Ask DN: What is your opinion on Lean UX?

almost 9 years ago from Bjarke Daugaard, UX Lead and Corporate Entrepreneur @ Danske Bank MobileLife

  • Malte NuhnMalte Nuhn, almost 9 years ago (edited almost 9 years ago )

    In my view it's a straw man for a thesis to aim at, because it's not intended to be a foundation - it's a process. In other words, you can "weave in" all the foundational knowledge (HCI, DT, ID, ED etc). It's also no substitute for creativity and innovation.

    The point of the Lean UX process is to keep the potential user at the centre the whole time, to keep validating that the designs you build on top of your foundational knowledge actually work for your target user.

    To answer your question: We (Kami) are using this. When we don't (convenience, "moving fast" etc), we tend to fail.
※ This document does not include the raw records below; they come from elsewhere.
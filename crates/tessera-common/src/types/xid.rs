//! XA transaction identifiers.
//!
//! An XID addresses a distributed transaction independently of the session
//! that created it, which is what makes crash recovery possible: after a
//! restart the original session is gone but the XID is still on disk in
//! every engine that prepared it.
//!
//! # Layout
//!
//! ```text
//! ┌───────────┬──────────────┬──────────────┬───────────────────────────┐
//! │ format_id │ gtrid_length │ bqual_length │ data[0..gtrid+bqual]      │
//! └───────────┴──────────────┴──────────────┴───────────────────────────┘
//! ```
//!
//! Locally generated XIDs use format id 1 and a 20 byte global id made of
//! a fixed prefix, the server id and the local transaction id. The hash
//! key used by the XID cache is `gtrid_length || bqual_length || data`
//! with both lengths stored as 8-byte little-endian integers, so keys stay
//! stable across restarts.

use std::fmt;
use std::hash::{Hash, Hasher};

use crate::constants::{
    LOCAL_XID_FORMAT_ID, LOCAL_XID_GTRID_LEN, LOCAL_XID_PREFIX, MAX_BQUAL_SIZE, MAX_GTRID_SIZE,
    NULL_XID_FORMAT_ID, XID_DATA_SIZE, XID_KEY_LENGTH_FIELD_SIZE,
};
use crate::error::{TesseraError, TesseraResult};
use crate::types::{QueryId, ServerId};

/// A global transaction identifier.
#[derive(Clone)]
pub struct Xid {
    format_id: i64,
    gtrid_length: usize,
    bqual_length: usize,
    data: [u8; XID_DATA_SIZE],
}

impl Xid {
    /// Returns the null XID (format id -1).
    #[must_use]
    pub const fn null() -> Self {
        Self {
            format_id: NULL_XID_FORMAT_ID,
            gtrid_length: 0,
            bqual_length: 0,
            data: [0; XID_DATA_SIZE],
        }
    }

    /// Creates an XID from an externally supplied identifier.
    ///
    /// # Errors
    ///
    /// Returns `InvalidXid` if the format id is the null marker, the global
    /// id is empty or either part exceeds its maximum size.
    pub fn new(format_id: i64, gtrid: &[u8], bqual: &[u8]) -> TesseraResult<Self> {
        if format_id == NULL_XID_FORMAT_ID {
            return Err(TesseraError::invalid_xid("format id -1 is reserved for null"));
        }
        if gtrid.is_empty() || gtrid.len() > MAX_GTRID_SIZE {
            return Err(TesseraError::invalid_xid(format!(
                "gtrid length {} outside 1..={}",
                gtrid.len(),
                MAX_GTRID_SIZE
            )));
        }
        if bqual.len() > MAX_BQUAL_SIZE {
            return Err(TesseraError::invalid_xid(format!(
                "bqual length {} exceeds {}",
                bqual.len(),
                MAX_BQUAL_SIZE
            )));
        }

        let mut xid = Self::null();
        xid.format_id = format_id;
        xid.gtrid_length = gtrid.len();
        xid.bqual_length = bqual.len();
        xid.data[..gtrid.len()].copy_from_slice(gtrid);
        xid.data[gtrid.len()..gtrid.len() + bqual.len()].copy_from_slice(bqual);
        Ok(xid)
    }

    /// Creates the deterministic XID of a local transaction.
    #[must_use]
    pub fn from_local(server_id: ServerId, trx_id: QueryId) -> Self {
        let mut xid = Self::null();
        xid.set_local(server_id, trx_id);
        xid
    }

    /// Overwrites this XID with the XID of a local transaction.
    pub fn set_local(&mut self, server_id: ServerId, trx_id: QueryId) {
        let prefix_len = LOCAL_XID_PREFIX.len();
        self.format_id = LOCAL_XID_FORMAT_ID;
        self.gtrid_length = LOCAL_XID_GTRID_LEN;
        self.bqual_length = 0;
        self.data = [0; XID_DATA_SIZE];
        self.data[..prefix_len].copy_from_slice(LOCAL_XID_PREFIX);
        self.data[prefix_len..prefix_len + 4].copy_from_slice(&server_id.as_u32().to_le_bytes());
        self.data[prefix_len + 4..LOCAL_XID_GTRID_LEN]
            .copy_from_slice(&trx_id.as_u64().to_le_bytes());
    }

    /// Resets this XID to null.
    pub fn set_null(&mut self) {
        *self = Self::null();
    }

    /// Returns true if this is the null XID.
    #[inline]
    #[must_use]
    pub const fn is_null(&self) -> bool {
        self.format_id == NULL_XID_FORMAT_ID
    }

    /// Returns the format id.
    #[inline]
    #[must_use]
    pub const fn format_id(&self) -> i64 {
        self.format_id
    }

    /// Returns the global transaction id bytes.
    #[must_use]
    pub fn gtrid(&self) -> &[u8] {
        &self.data[..self.gtrid_length]
    }

    /// Returns the branch qualifier bytes.
    #[must_use]
    pub fn bqual(&self) -> &[u8] {
        &self.data[self.gtrid_length..self.gtrid_length + self.bqual_length]
    }

    /// Returns the significant part of the data area.
    #[must_use]
    pub fn data(&self) -> &[u8] {
        &self.data[..self.gtrid_length + self.bqual_length]
    }

    /// Returns the local transaction id if this XID was generated locally.
    ///
    /// Foreign XIDs (supplied by an external transaction manager) return
    /// `None`; recovery must leave those for their coordinator.
    #[must_use]
    pub fn local_trx_id(&self) -> Option<QueryId> {
        if !self.is_local() {
            return None;
        }
        let start = LOCAL_XID_PREFIX.len() + 4;
        let mut raw = [0u8; 8];
        raw.copy_from_slice(&self.data[start..start + 8]);
        Some(QueryId::new(u64::from_le_bytes(raw)))
    }

    /// Returns the server id of a locally generated XID.
    #[must_use]
    pub fn local_server_id(&self) -> Option<ServerId> {
        if !self.is_local() {
            return None;
        }
        let start = LOCAL_XID_PREFIX.len();
        let mut raw = [0u8; 4];
        raw.copy_from_slice(&self.data[start..start + 4]);
        Some(ServerId::new(u32::from_le_bytes(raw)))
    }

    fn is_local(&self) -> bool {
        self.format_id == LOCAL_XID_FORMAT_ID
            && self.gtrid_length == LOCAL_XID_GTRID_LEN
            && self.bqual_length == 0
            && self.data.starts_with(LOCAL_XID_PREFIX)
    }

    /// Returns the hash key: `gtrid_length || bqual_length || data`.
    #[must_use]
    pub fn key(&self) -> Vec<u8> {
        let mut key = Vec::with_capacity(self.key_length());
        key.extend_from_slice(&(self.gtrid_length as u64).to_le_bytes());
        key.extend_from_slice(&(self.bqual_length as u64).to_le_bytes());
        key.extend_from_slice(self.data());
        key
    }

    /// Returns the length of [`Xid::key`].
    #[inline]
    #[must_use]
    pub const fn key_length(&self) -> usize {
        2 * XID_KEY_LENGTH_FIELD_SIZE + self.gtrid_length + self.bqual_length
    }
}

impl Default for Xid {
    fn default() -> Self {
        Self::null()
    }
}

impl PartialEq for Xid {
    fn eq(&self, other: &Self) -> bool {
        self.format_id == other.format_id
            && self.gtrid_length == other.gtrid_length
            && self.bqual_length == other.bqual_length
            && self.data() == other.data()
    }
}

impl Eq for Xid {}

impl Hash for Xid {
    fn hash<H: Hasher>(&self, state: &mut H) {
        self.format_id.hash(state);
        self.gtrid_length.hash(state);
        self.bqual_length.hash(state);
        self.data().hash(state);
    }
}

impl fmt::Debug for Xid {
    fn fmt(&self, f: &mut fmt::Formatter<'_>) -> fmt::Result {
        if self.is_null() {
            return write!(f, "Xid(NULL)");
        }
        write!(f, "Xid({self})")
    }
}

impl fmt::Display for Xid {
    fn fmt(&self, f: &mut fmt::Formatter<'_>) -> fmt::Result {
        write!(f, "{},", self.format_id)?;
        for b in self.gtrid() {
            write!(f, "{b:02x}")?;
        }
        f.write_str(",")?;
        for b in self.bqual() {
            write!(f, "{b:02x}")?;
        }
        Ok(())
    }
}

/// XA state of a transaction branch.
#[derive(Debug, Clone, Copy, PartialEq, Eq, Hash, Default)]
pub enum XaState {
    /// No XA transaction.
    #[default]
    NotInTransaction,
    /// `XA START` was issued; work is in progress.
    Active,
    /// `XA END` was issued; the branch is waiting to be prepared.
    Idle,
    /// The branch is prepared and waits for commit or rollback.
    Prepared,
}

impl XaState {
    /// Returns the name used by `XA RECOVER` style reports.
    #[must_use]
    pub const fn name(self) -> &'static str {
        match self {
            XaState::NotInTransaction => "NON-EXISTING",
            XaState::Active => "ACTIVE",
            XaState::Idle => "IDLE",
            XaState::Prepared => "PREPARED",
        }
    }
}

impl fmt::Display for XaState {
    fn fmt(&self, f: &mut fmt::Formatter<'_>) -> fmt::Result {
        f.write_str(self.name())
    }
}

/// An XID together with its XA state.
#[derive(Debug, Clone, Default, PartialEq, Eq)]
pub struct XidState {
    /// The transaction identifier.
    pub xid: Xid,
    /// The XA state of the branch.
    pub xa_state: XaState,
    /// True while a live session owns the branch; false for branches
    /// recovered after a restart or detached by a disconnect.
    pub in_session: bool,
}

impl XidState {
    /// Creates a state owned by a live session.
    #[must_use]
    pub fn new(xid: Xid, xa_state: XaState) -> Self {
        Self {
            xid,
            xa_state,
            in_session: true,
        }
    }

    /// Creates a detached state, as produced by recovery.
    #[must_use]
    pub fn detached(xid: Xid, xa_state: XaState) -> Self {
        Self {
            xid,
            xa_state,
            in_session: false,
        }
    }
}

#[cfg(test)]
mod tests {
    use super::*;
    use std::collections::HashSet;

    #[test]
    fn test_null_xid() {
        let xid = Xid::null();
        assert!(xid.is_null());
        assert_eq!(xid.format_id(), -1);
        assert!(xid.data().is_empty());
        assert_eq!(format!("{xid:?}"), "Xid(NULL)");
    }

    #[test]
    fn test_local_xid_round_trip() {
        let xid = Xid::from_local(ServerId::new(3), QueryId::new(0xDEAD_BEEF));
        assert!(!xid.is_null());
        assert_eq!(xid.gtrid().len(), LOCAL_XID_GTRID_LEN);
        assert!(xid.bqual().is_empty());
        assert_eq!(xid.local_trx_id(), Some(QueryId::new(0xDEAD_BEEF)));
        assert_eq!(xid.local_server_id(), Some(ServerId::new(3)));
    }

    #[test]
    fn test_foreign_xid_has_no_local_id() {
        let xid = Xid::new(77, b"global-1", b"branch-a").unwrap();
        assert_eq!(xid.local_trx_id(), None);
        assert_eq!(xid.gtrid(), b"global-1");
        assert_eq!(xid.bqual(), b"branch-a");
    }

    #[test]
    fn test_invalid_xids() {
        assert!(Xid::new(-1, b"g", b"").is_err());
        assert!(Xid::new(1, b"", b"").is_err());
        assert!(Xid::new(1, &[0u8; 65], b"").is_err());
        assert!(Xid::new(1, b"g", &[0u8; 65]).is_err());
        assert!(Xid::new(1, &[1u8; 64], &[2u8; 64]).is_ok());
    }

    #[test]
    fn test_key_layout() {
        let xid = Xid::new(5, b"abc", b"de").unwrap();
        let key = xid.key();
        assert_eq!(key.len(), xid.key_length());
        assert_eq!(key.len(), 8 + 8 + 5);
        assert_eq!(&key[..8], &3u64.to_le_bytes());
        assert_eq!(&key[8..16], &2u64.to_le_bytes());
        assert_eq!(&key[16..], b"abcde");
    }

    #[test]
    fn test_equality_ignores_unused_bytes() {
        let a = Xid::new(9, b"same", b"").unwrap();
        let mut b = a.clone();
        b.data[XID_DATA_SIZE - 1] = 0xFF;
        assert_eq!(a, b);

        let mut set = HashSet::new();
        set.insert(a.clone());
        assert!(set.contains(&b));
        assert_ne!(a, Xid::new(9, b"sam", b"e").unwrap());
    }

    #[test]
    fn test_set_null_resets() {
        let mut xid = Xid::from_local(ServerId::new(1), QueryId::new(10));
        xid.set_null();
        assert!(xid.is_null());
        assert_eq!(xid, Xid::null());
    }

    #[test]
    fn test_xa_state_names() {
        assert_eq!(XaState::Prepared.to_string(), "PREPARED");
        assert_eq!(XaState::default(), XaState::NotInTransaction);
        assert!(!XidState::detached(Xid::null(), XaState::Prepared).in_session);
    }
}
    Once you get beyond the buzzwordiness of it, it's a wonderful thing, simply because it forces you to never move too far from the user, and get too comfortable in your own ideas. But it's not an excuse for not thinking, planning, or designing.
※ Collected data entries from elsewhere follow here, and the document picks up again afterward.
#[cfg(test)]
mod tests {
    use std::thread;
    use std::time::{Duration, Instant};

    use construction_schema::Faction;

    use super::*;
    use crate::planner::{ChannelPlanner, PlannerNotice};
    use crate::sandbox::{SandboxGame, SandboxPlacementFinder};
    use crate::special::MorphHandler;
    use crate::telemetry::ConstructionTelemetry;

    struct Fixture {
        game: Arc<SandboxGame>,
        finder: Arc<SandboxPlacementFinder>,
        manager: ConstructionManager,
    }

    fn fixture(faction: Faction) -> Fixture {
        let game = Arc::new(SandboxGame::new(faction));
        let finder = Arc::new(SandboxPlacementFinder::new(Arc::clone(&game)));
        let manager = ConstructionManager::new(
            game.clone(),
            finder.clone(),
            UnitCatalog::builtin(),
            Arc::new(ConstructionConfig::default()),
        );
        Fixture {
            game,
            finder,
            manager,
        }
    }

    fn ty(id: &str) -> UnitTypeId {
        UnitTypeId::from(id)
    }

    fn enqueue(fx: &mut Fixture, building: &str, near: Option<Position>) -> ConstructionOrder {
        let outcome = fx
            .manager
            .request_construction(&ty(building), None, near)
            .expect("request should succeed");
        let RequestOutcome::Enqueued(id) = outcome else {
            panic!("expected an order, got {outcome:?}");
        };
        fx.manager.store().get(id).expect("order stored")
    }

    #[test]
    fn non_structures_are_invalid_requests() {
        let mut fx = fixture(Faction::Terran);
        fx.game.spawn_worker(Position::new(0, 0));
        let err = fx
            .manager
            .request_construction(&ty("terran_marine"), None, None)
            .unwrap_err();
        assert!(matches!(err, ConstructionError::InvalidRequest { .. }));
        assert!(!err.is_recoverable());

        let err = fx
            .manager
            .request_construction(&ty("terran_death_star"), None, None)
            .unwrap_err();
        assert!(matches!(err, ConstructionError::InvalidRequest { .. }));
        assert!(fx.manager.store().is_empty());
    }

    #[test]
    fn request_without_workers_is_dropped() {
        let mut fx = fixture(Faction::Terran);
        fx.game.set_supply_used(12);
        let err = fx
            .manager
            .request_construction(&ty("terran_barracks"), None, None)
            .unwrap_err();
        assert_eq!(
            err,
            ConstructionError::NoBuilderAvailable {
                building: ty("terran_barracks")
            }
        );
        assert!(err.is_recoverable());
        assert!(fx.manager.store().is_empty());
    }

    #[test]
    fn placement_failure_surfaces_reason() {
        let mut fx = fixture(Faction::Protoss);
        fx.game.spawn_worker(Position::new(0, 0));
        fx.finder.reject_all(Some("not powered by a pylon"));
        let err = fx
            .manager
            .request_construction(&ty("protoss_gateway"), None, None)
            .unwrap_err();
        assert_eq!(
            err,
            ConstructionError::PlacementNotFound {
                building: ty("protoss_gateway"),
                reason: "not powered by a pylon".to_string(),
            }
        );
        assert!(fx.manager.store().is_empty());
    }

    #[test]
    fn final_builder_is_closest_to_site() {
        let mut fx = fixture(Faction::Terran);
        fx.game.spawn_worker(Position::new(0, 0));
        fx.game.spawn_worker(Position::new(2, 1));
        let far_side = fx.game.spawn_worker(Position::new(40, 40));
        let order = enqueue(&mut fx, "terran_bunker", Some(Position::new(38, 38)));
        assert_eq!(order.builder(), Some(far_side));
        assert_eq!(order.near_to(), Some(Position::new(38, 38)));
        assert_eq!(order.status(), ConstructionOrderStatus::NotStarted);
    }

    #[test]
    fn workers_are_never_double_booked() {
        let mut fx = fixture(Faction::Terran);
        fx.game.spawn_worker(Position::new(0, 0));
        fx.game.spawn_worker(Position::new(1, 0));
        let first = enqueue(&mut fx, "terran_supply_depot", None);
        let second = enqueue(&mut fx, "terran_supply_depot", None);
        assert_ne!(first.builder(), second.builder());
        assert!(fx.manager.queries().is_builder(first.builder().unwrap()));
        assert!(fx.manager.queries().is_builder(second.builder().unwrap()));

        let err = fx
            .manager
            .request_construction(&ty("terran_supply_depot"), None, None)
            .unwrap_err();
        assert!(matches!(err, ConstructionError::NoBuilderAvailable { .. }));
    }

    #[test]
    fn planner_hears_only_about_enqueued_orders() {
        let (planner, notices) = ChannelPlanner::channel();
        let mut fx = fixture(Faction::Terran);
        fx.manager = fx.manager.with_planner(Arc::new(planner));

        let _ = fx
            .manager
            .request_construction(&ty("terran_barracks"), Some(PlanHandle(9)), None);
        assert!(notices.try_recv().is_err());

        fx.game.spawn_worker(Position::new(0, 0));
        let outcome = fx
            .manager
            .request_construction(&ty("terran_barracks"), Some(PlanHandle(9)), None)
            .unwrap();
        let RequestOutcome::Enqueued(id) = outcome else {
            panic!("expected an order");
        };
        assert_eq!(
            notices.try_recv().unwrap(),
            PlannerNotice::QueueChanged {
                order: id,
                building: ty("terran_barracks"),
                plan: Some(PlanHandle(9)),
            }
        );
    }

    #[test]
    fn cancel_removes_once() {
        let mut fx = fixture(Faction::Zerg);
        fx.game.spawn_worker(Position::new(0, 0));
        let order = enqueue(&mut fx, "zerg_spawning_pool", None);
        assert!(fx.manager.cancel(order.id()));
        assert!(!fx.manager.cancel(order.id()));
        assert!(fx.manager.store().is_empty());
        assert!(!fx.manager.queries().is_builder(order.builder().unwrap()));
    }

    #[test]
    fn requested_cancels_reach_next_report_once() {
        let mut fx = fixture(Faction::Terran);
        fx.game.spawn_worker(Position::new(0, 0));
        fx.game.spawn_worker(Position::new(4, 0));
        let depot = enqueue(&mut fx, "terran_supply_depot", None);
        let bunker = enqueue(&mut fx, "terran_bunker", None);
        assert!(fx.manager.cancel(bunker.id()));
        assert!(!fx.manager.cancel(bunker.id()));

        let mut telemetry = ConstructionTelemetry::default();
        let report = fx.manager.update();
        assert_eq!(report.cancelled, vec![(bunker.id(), CancelReason::Requested)]);
        telemetry.record(report);
        assert!(fx.manager.store().contains(depot.id()));

        telemetry.record(fx.manager.update());
        assert_eq!(telemetry.cancelled_total, 1);
        assert!(telemetry.last_report.as_ref().is_some_and(TickReport::is_quiet));
    }

    #[test]
    fn invalidated_site_is_searched_again_once_builder_stops() {
        let mut fx = fixture(Faction::Terran);
        let scv = fx.game.spawn_worker(Position::new(0, 0));
        let order = enqueue(&mut fx, "terran_barracks", None);
        fx.game.send_to(scv, order.position_to_build());

        assert!(fx.manager.invalidate_site(order.id()));
        let report = fx.manager.update();
        assert!(report.repositioned.is_empty(), "builder still walking");
        assert_eq!(fx.manager.store().get(order.id()).unwrap().position_to_build(), None);

        fx.game.send_to(scv, None);
        let report = fx.manager.update();
        assert_eq!(report.repositioned, vec![order.id()]);
        let site = fx.manager.store().get(order.id()).unwrap().position_to_build();
        assert!(site.is_some());
        assert_ne!(site, order.position_to_build());
    }

    #[test]
    fn dedicated_builder_is_replaced_when_killed() {
        let mut fx = fixture(Faction::Terran);
        let scv = fx.game.spawn_worker(Position::new(0, 0));
        let order = enqueue(&mut fx, "terran_barracks", None);
        let spare = fx.game.spawn_worker(Position::new(30, 30));
        fx.game.kill(scv);

        let report = fx.manager.update();
        assert_eq!(report.reassigned, vec![(order.id(), spare)]);
        assert_eq!(fx.manager.store().get(order.id()).unwrap().builder(), Some(spare));
    }

    #[test]
    fn dedicated_order_waits_for_builder_then_gives_up() {
        let game = Arc::new(SandboxGame::new(Faction::Terran));
        let finder = Arc::new(SandboxPlacementFinder::new(Arc::clone(&game)));
        let config = ConstructionConfig {
            max_builderless_ticks: 2,
            ..Default::default()
        };
        let mut manager =
            ConstructionManager::new(game.clone(), finder, UnitCatalog::builtin(), Arc::new(config));
        let scv = game.spawn_worker(Position::new(0, 0));
        manager
            .request_construction(&ty("terran_barracks"), None, None)
            .unwrap();
        game.kill(scv);

        // Waiting passes report nothing even though the game is unchanged.
        assert!(manager.update().is_quiet());
        let waiting = manager.queries().all_orders();
        assert!(manager.update().is_quiet());
        assert_eq!(waiting.len(), 1);
        assert_eq!(manager.queries().all_orders().len(), 1);
        let report = manager.update();
        assert_eq!(report.cancelled.len(), 1);
        assert_eq!(report.cancelled[0].1, CancelReason::Orphaned);
        assert!(manager.store().is_empty());
    }

    #[test]
    fn releasing_doctrine_cancels_orphans_immediately() {
        let mut fx = fixture(Faction::Protoss);
        let probe = fx.game.spawn_worker(Position::new(0, 0));
        let order = enqueue(&mut fx, "protoss_pylon", None);
        fx.game.kill(probe);
        let report = fx.manager.update();
        assert_eq!(report.cancelled, vec![(order.id(), CancelReason::Orphaned)]);
        assert!(report.reassigned.is_empty());
    }

    #[test]
    fn protoss_builder_is_released_once_warp_starts() {
        let mut fx = fixture(Faction::Protoss);
        let probe = fx.game.spawn_worker(Position::new(0, 0));
        let order = enqueue(&mut fx, "protoss_pylon", None);
        let site = order.position_to_build().unwrap();
        fx.game.begin_construction(probe, "protoss_pylon", site);

        let report = fx.manager.update();
        assert_eq!(report.started, vec![order.id()]);
        fx.game.release_worker(probe);
        assert!(!fx.manager.queries().is_builder(probe));

        // The freed probe can take the next order.
        let next = enqueue(&mut fx, "protoss_gateway", None);
        assert_eq!(next.builder(), Some(probe));
        assert_eq!(
            fx.manager.queries().order_for_builder(probe).map(|o| o.id()),
            Some(next.id())
        );
    }

    #[test]
    fn zerg_builder_promoted_when_its_type_matches_building() {
        let mut fx = fixture(Faction::Zerg);
        let drone = fx.game.spawn_worker(Position::new(0, 0));
        let order = enqueue(&mut fx, "zerg_hydralisk_den", None);
        fx.game.morph_worker(drone, "zerg_hydralisk_den");
        // The game still reports a build type while the morph settles.
        fx.game.set_build_type(drone, Some(ty("zerg_hydralisk_den")));

        let report = fx.manager.update();
        assert_eq!(report.started, vec![order.id()]);
        let stored = fx.manager.store().get(order.id()).unwrap();
        assert_eq!(stored.status(), ConstructionOrderStatus::InProgress);
        assert_eq!(stored.construction(), None);

        fx.game.set_build_type(drone, None);
        let report = fx.manager.update();
        assert!(report.started.is_empty());
        assert_eq!(
            fx.manager.store().get(order.id()).unwrap().construction(),
            Some(drone)
        );
    }

    #[test]
    fn morph_handler_claims_morph_structures() {
        let mut fx = fixture(Faction::Zerg);
        fx.manager = fx.manager.with_special_handler(Box::new(MorphHandler));
        fx.game.spawn_worker(Position::new(0, 0));

        let err = fx
            .manager
            .request_construction(&ty("zerg_lair"), None, None)
            .unwrap_err();
        assert!(matches!(err, ConstructionError::NoBuilderAvailable { .. }));

        let hatchery = fx.game.spawn("zerg_hatchery", Position::new(5, 5));
        let outcome = fx
            .manager
            .request_construction(&ty("zerg_lair"), None, None)
            .unwrap();
        assert_eq!(outcome, RequestOutcome::HandledSpecially);
        assert_eq!(fx.game.morph_requests(), vec![(hatchery, ty("zerg_lair"))]);
        assert!(fx.manager.store().is_empty());

        // Regular structures still go through an order.
        enqueue(&mut fx, "zerg_spawning_pool", None);
        assert_eq!(fx.manager.store().len(), 1);
    }

    #[test]
    fn readers_see_whole_passes_while_manager_ticks() {
        let mut fx = fixture(Faction::Terran);
        fx.game.set_build_ticks(1_000);
        for index in 0..8 {
            fx.game.spawn_worker(Position::new(index * 3, 0));
        }
        for index in 0..8 {
            enqueue(&mut fx, "terran_supply_depot", Some(Position::new(index * 3, 5)));
        }
        for _ in 0..10 {
            fx.game.advance(&fx.manager.queries().all_orders());
            fx.manager.update();
        }
        let started = fx.manager.queries().all_orders();
        assert_eq!(started.len(), 8);
        assert!(started
            .iter()
            .all(|order| order.status() == ConstructionOrderStatus::InProgress));

        let reader = fx.manager.queries().clone();
        let handle = thread::spawn(move || {
            let deadline = Instant::now() + Duration::from_secs(10);
            while Instant::now() < deadline {
                let orders = reader.all_orders();
                match orders.len() {
                    0 => return true,
                    8 => assert!(orders
                        .iter()
                        .all(|order| order.status() == ConstructionOrderStatus::InProgress)),
                    torn => panic!("reader observed {torn} orders"),
                }
                assert_eq!(reader.count_in_progress(&ty("terran_supply_depot")) % 8, 0);
            }
            false
        });

        for _ in 0..500 {
            assert!(fx.manager.update().is_quiet());
        }
        for order in &started {
            fx.game.complete(order.construction().unwrap());
        }
        assert_eq!(fx.manager.update().finished.len(), 8);
        assert!(handle.join().unwrap(), "reader never saw the finished pass");
    }

    #[test]
    fn ticks_are_counted() {
        let mut fx = fixture(Faction::Terran);
        assert_eq!(fx.manager.tick(), 0);
        assert_eq!(fx.manager.update().tick, 1);
        assert_eq!(fx.manager.update().tick, 2);
        assert_eq!(fx.manager.tick(), 2);
    }
}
    That said, I like the thesis area. As a practitioner, things I'd find really valuable to have some scientific research on are... - How to negotiate usability and feature trade-offs? Especially at exploratory stages of a product? - There are no good theoretical frameworks for "user persistence" - i.e. how users train themselves to understand UIs over time. So often "usable" has come to mean "intuitively usable" - which has its own limitations. But in what situations, and how much, do users train themselves on new interfaces? - The role of visual (non-functional) design in usability. In my experience, users seem to have more "patience" / forgiveness for poor UX for products that "look good". Is that actually the case? how much? for whom? implications for UX thinking?